• UK
  • 08:26 26 Nov 2009
  • |    Geneva
  • 09:26 26 Nov 2009

Fissile Material Cut-Off Treaty

Missiles © JUNG YEON-JE/AFP/Getty Images

Obtaining fissile material (i.e. high enriched uranium and plutonium) remains the greatest challenge to any new nuclear weapon programme. For more than 50 years, this recognition has underpinned both support for and opposition to the adoption of a binding international treaty banning the production of fissile materials for nuclear weapons or other nuclear explosive devices. Such a treaty, if effectively verified, would put a ceiling on the total amount of fissile material available for weapons and thereby deliver a number of important benefits:

  • turn existing moratoria on the production of fissile material for nuclear weapons or other nuclear explosive devices announced by the US, Russia, UK and France into legally binding commitments
  • place such a commitment on states that have not announced such a moratorium
  • ensure verification arrangements were applied, eg. in the form of IAEA safeguards, to all enrichment and reprocessing facilities in nuclear weapons possessing states and on any fissile material they produced for peaceful purposes
  • in the process put in place an essential building block towards an eventual global ban on nuclear weapons.

Negotiations of an FMCT

In May 2009, the Conference on Disarmament (CD) in Geneva agreed a Programme of Work which included a mandate for negotiations of a ‘non-discriminatory, multilateral and internationally and effectively verifiable treaty banning the production of fissile material for nuclear weapons or other nuclear explosive devices’.

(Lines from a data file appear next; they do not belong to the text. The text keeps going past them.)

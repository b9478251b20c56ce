//! Remote backup trigger
//!
//! The CMS builds its backup while serving the trigger URL, usually through a
//! chain of redirects. The response body is read to the end so the job runs
//! to completion before the archive is fetched.

use std::io;

use reqwest::blocking::Client;
use reqwest::redirect::Policy;
use reqwest::Url;
use tracing::{debug, info};

use crate::config::settings::TriggerConfig;
use crate::error::{BackupError, BackupResult};

/// Starts the remote backup job
pub trait BackupTrigger {
    fn trigger(&self, url: &Url) -> BackupResult<()>;
}

/// Blocking HTTP GET with a bounded redirect chain and a request timeout
pub struct HttpTrigger {
    client: Client,
}

impl HttpTrigger {
    /// Create a new HttpTrigger
    pub fn new(config: &TriggerConfig) -> BackupResult<Self> {
        let client = Client::builder()
            .timeout(config.timeout)
            .redirect(Policy::limited(config.max_redirects))
            .user_agent(concat!("backup-fetch/", env!("CARGO_PKG_VERSION")))
            .build()
            .map_err(|e| BackupError::Trigger(format!("Failed to create HTTP client: {}", e)))?;

        Ok(Self { client })
    }
}

impl BackupTrigger for HttpTrigger {
    fn trigger(&self, url: &Url) -> BackupResult<()> {
        info!("Hitting the URL to start the remote backup");

        let mut response = self.client.get(url.clone()).send().map_err(|e| {
            if e.is_redirect() {
                BackupError::Trigger(format!("Too many redirects from {}", url.host_str().unwrap_or("")))
            } else if e.is_timeout() {
                BackupError::Trigger("Timed out waiting for the backup to finish".to_string())
            } else {
                BackupError::Trigger(format!("Request failed: {}", e))
            }
        })?;

        let status = response.status();
        if !status.is_success() {
            return Err(BackupError::Trigger(format!(
                "Server returned {} {}",
                status.as_u16(),
                status.canonical_reason().unwrap_or("Unknown")
            )));
        }

        let drained = io::copy(&mut response, &mut io::sink())
            .map_err(|e| BackupError::Trigger(format!("Failed to read response: {}", e)))?;
        debug!(status = status.as_u16(), bytes = drained, final_url = %response.url(), "Trigger response");

        info!("Backup created");
        Ok(())
    }
}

The UK, along with other member states, continues to play a key role on this issue and fully supports the start of negotiations within the CD.

UK Activities on Fissile Material

The United Kingdom has already taken a number of practical steps in relation to fissile material:

  • The UK (along with US, Russia and France) has declared a moratorium on the production of fissile material for nuclear weapons or other nuclear explosive devices.  

In the past the UK had produced high enriched uranium and plutonium for weapons purposes.  However, the UK announced in April 1995 that it had ceased the production of fissile material for nuclear weapons and other nuclear explosive devices. Accordingly, no such material has been produced since that date, though production of low enriched uranium and separated plutonium for civil purposes has continued.

  • The UK has produced historical records of all our defence holdings of fissile material and placed stocks surplus to defence requirements under international safeguards.

In July 1998 the United Kingdom took the step of declaring the total size of the stocks of nuclear materials that it held outside international safeguards for national security purposes.  At the same time we announced that much of this stock was no longer required for defence purposes and that 4.4 tonnes of non-high enriched uranium would be placed under Euratom safeguards and made liable to inspection by the IAEA.

  • We have also ceased exercising our right, as a Nuclear Weapon State, to withdraw fissile material from safeguarded stocks for nuclear weapons. Withdrawals are limited to small quantities of materials not suitable for weapons purposes and the details are made public. No material withdrawn from safeguards is used in nuclear weapons.